■ The task: Only the lines of the data below from the one with "development and tests." through the one with "TEXT NOT NULL DEFAULT" are wanted. Repeat them exactly.

■ Data for this task:
• • •

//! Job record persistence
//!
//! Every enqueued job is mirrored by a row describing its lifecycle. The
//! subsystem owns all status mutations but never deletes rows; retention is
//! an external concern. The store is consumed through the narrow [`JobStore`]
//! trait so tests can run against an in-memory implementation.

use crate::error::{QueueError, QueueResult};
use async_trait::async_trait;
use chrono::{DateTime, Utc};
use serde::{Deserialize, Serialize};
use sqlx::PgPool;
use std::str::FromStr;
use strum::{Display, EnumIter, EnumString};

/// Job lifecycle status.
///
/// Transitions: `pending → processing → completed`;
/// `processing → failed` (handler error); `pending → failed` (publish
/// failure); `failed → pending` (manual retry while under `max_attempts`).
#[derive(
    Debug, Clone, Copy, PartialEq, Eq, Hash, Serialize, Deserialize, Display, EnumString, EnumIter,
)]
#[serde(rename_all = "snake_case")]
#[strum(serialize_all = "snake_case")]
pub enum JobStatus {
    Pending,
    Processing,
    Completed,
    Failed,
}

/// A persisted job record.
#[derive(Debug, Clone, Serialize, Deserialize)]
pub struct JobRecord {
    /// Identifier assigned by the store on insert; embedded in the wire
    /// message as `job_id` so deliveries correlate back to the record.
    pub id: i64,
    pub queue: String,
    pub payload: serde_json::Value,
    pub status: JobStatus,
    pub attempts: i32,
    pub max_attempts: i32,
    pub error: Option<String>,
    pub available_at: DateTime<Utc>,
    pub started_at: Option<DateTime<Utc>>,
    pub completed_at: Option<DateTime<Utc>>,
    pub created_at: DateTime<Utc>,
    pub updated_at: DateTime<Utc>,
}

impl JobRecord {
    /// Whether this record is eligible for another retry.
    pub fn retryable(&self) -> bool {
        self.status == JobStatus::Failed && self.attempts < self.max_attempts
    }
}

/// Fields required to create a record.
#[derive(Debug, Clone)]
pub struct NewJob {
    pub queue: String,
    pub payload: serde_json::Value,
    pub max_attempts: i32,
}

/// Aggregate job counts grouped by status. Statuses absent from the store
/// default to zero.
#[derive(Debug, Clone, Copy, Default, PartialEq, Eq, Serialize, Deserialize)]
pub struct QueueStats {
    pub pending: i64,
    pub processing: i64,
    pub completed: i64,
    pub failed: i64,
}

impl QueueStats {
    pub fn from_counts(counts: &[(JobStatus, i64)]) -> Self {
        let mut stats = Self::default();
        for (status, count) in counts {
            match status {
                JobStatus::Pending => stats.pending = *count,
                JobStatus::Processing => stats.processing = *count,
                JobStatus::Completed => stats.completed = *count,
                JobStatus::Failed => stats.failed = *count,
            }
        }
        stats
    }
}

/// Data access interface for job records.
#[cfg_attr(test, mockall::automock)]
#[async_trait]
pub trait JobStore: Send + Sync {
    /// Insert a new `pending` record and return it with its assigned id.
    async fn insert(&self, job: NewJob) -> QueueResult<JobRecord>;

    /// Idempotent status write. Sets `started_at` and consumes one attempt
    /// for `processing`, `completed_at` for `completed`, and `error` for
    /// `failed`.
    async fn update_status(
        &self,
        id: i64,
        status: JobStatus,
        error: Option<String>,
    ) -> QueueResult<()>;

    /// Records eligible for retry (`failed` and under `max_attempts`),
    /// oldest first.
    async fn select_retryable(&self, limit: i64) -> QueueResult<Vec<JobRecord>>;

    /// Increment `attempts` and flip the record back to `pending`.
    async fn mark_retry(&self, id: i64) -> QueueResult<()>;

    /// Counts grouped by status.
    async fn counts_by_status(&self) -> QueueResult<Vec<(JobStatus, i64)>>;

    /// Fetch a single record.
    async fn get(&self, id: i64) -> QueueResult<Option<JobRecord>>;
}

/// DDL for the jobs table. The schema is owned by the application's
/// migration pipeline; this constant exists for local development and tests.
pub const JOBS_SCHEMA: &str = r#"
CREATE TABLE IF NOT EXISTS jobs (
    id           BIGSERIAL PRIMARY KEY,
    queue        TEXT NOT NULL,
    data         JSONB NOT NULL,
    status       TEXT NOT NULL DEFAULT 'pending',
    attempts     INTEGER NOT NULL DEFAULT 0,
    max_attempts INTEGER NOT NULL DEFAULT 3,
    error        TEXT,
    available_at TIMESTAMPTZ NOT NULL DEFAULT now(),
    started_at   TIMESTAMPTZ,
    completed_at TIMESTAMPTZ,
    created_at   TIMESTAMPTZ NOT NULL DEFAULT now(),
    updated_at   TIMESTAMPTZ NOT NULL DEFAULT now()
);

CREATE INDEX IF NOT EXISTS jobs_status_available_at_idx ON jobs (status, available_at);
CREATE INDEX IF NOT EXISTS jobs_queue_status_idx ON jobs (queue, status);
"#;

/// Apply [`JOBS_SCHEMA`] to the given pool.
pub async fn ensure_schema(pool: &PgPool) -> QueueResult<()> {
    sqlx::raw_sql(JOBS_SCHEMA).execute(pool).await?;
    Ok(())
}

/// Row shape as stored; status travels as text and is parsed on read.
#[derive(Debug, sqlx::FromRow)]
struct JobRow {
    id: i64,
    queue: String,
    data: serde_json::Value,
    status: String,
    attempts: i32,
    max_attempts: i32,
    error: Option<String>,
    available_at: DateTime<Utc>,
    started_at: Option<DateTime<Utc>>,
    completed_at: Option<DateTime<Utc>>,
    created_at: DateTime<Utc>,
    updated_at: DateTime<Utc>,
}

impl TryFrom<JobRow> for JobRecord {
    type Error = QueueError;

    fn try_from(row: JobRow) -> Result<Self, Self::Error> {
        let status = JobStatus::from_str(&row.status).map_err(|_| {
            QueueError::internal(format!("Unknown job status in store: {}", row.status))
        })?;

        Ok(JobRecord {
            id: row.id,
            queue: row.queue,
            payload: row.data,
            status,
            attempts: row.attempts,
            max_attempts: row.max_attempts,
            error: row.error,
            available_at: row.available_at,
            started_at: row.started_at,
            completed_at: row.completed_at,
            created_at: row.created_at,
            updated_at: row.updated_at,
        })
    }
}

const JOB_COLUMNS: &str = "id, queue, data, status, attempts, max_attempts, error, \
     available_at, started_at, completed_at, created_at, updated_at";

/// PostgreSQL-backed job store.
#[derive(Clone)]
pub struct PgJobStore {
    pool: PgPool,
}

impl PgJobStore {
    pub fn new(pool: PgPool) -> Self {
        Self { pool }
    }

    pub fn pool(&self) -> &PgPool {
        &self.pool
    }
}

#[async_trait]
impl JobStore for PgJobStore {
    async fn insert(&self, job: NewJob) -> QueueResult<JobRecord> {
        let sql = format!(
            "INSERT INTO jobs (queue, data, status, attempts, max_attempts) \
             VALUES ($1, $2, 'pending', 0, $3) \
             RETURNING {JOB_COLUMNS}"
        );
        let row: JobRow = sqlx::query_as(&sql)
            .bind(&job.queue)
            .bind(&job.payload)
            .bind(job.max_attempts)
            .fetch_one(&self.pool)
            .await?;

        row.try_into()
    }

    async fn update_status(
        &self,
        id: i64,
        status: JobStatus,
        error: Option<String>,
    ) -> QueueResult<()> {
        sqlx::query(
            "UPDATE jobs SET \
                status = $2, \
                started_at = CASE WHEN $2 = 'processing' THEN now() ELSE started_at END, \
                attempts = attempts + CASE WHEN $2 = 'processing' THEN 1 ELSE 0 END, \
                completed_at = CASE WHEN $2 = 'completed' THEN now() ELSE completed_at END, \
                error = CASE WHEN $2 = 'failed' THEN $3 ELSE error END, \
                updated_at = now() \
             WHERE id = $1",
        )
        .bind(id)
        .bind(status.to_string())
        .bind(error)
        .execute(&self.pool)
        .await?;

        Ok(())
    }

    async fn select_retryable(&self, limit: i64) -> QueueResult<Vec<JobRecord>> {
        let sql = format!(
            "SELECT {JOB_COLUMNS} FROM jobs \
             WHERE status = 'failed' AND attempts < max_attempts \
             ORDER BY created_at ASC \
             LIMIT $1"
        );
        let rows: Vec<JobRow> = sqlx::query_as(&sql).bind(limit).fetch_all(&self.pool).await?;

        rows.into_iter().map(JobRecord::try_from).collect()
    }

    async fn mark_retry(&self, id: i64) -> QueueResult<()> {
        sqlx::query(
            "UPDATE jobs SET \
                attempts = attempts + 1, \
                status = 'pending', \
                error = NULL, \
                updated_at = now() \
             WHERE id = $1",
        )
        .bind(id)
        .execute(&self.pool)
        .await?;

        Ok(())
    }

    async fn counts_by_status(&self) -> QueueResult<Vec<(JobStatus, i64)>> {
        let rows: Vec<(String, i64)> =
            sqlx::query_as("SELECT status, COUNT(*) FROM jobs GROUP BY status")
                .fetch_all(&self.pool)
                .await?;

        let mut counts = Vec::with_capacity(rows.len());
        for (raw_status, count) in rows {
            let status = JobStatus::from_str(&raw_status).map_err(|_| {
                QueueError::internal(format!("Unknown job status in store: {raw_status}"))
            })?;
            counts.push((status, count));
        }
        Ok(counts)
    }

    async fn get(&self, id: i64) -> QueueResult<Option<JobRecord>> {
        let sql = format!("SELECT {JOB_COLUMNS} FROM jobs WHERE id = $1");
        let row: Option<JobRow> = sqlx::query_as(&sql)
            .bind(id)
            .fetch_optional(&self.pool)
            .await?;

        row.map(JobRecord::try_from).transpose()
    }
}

• • •

■ Task result:
/// migration pipeline; this constant exists for local development and tests.
pub const JOBS_SCHEMA: &str = r#"
CREATE TABLE IF NOT EXISTS jobs (
    id           BIGSERIAL PRIMARY KEY,
    queue        TEXT NOT NULL,
    data         JSONB NOT NULL,
    status       TEXT NOT NULL DEFAULT 'pending',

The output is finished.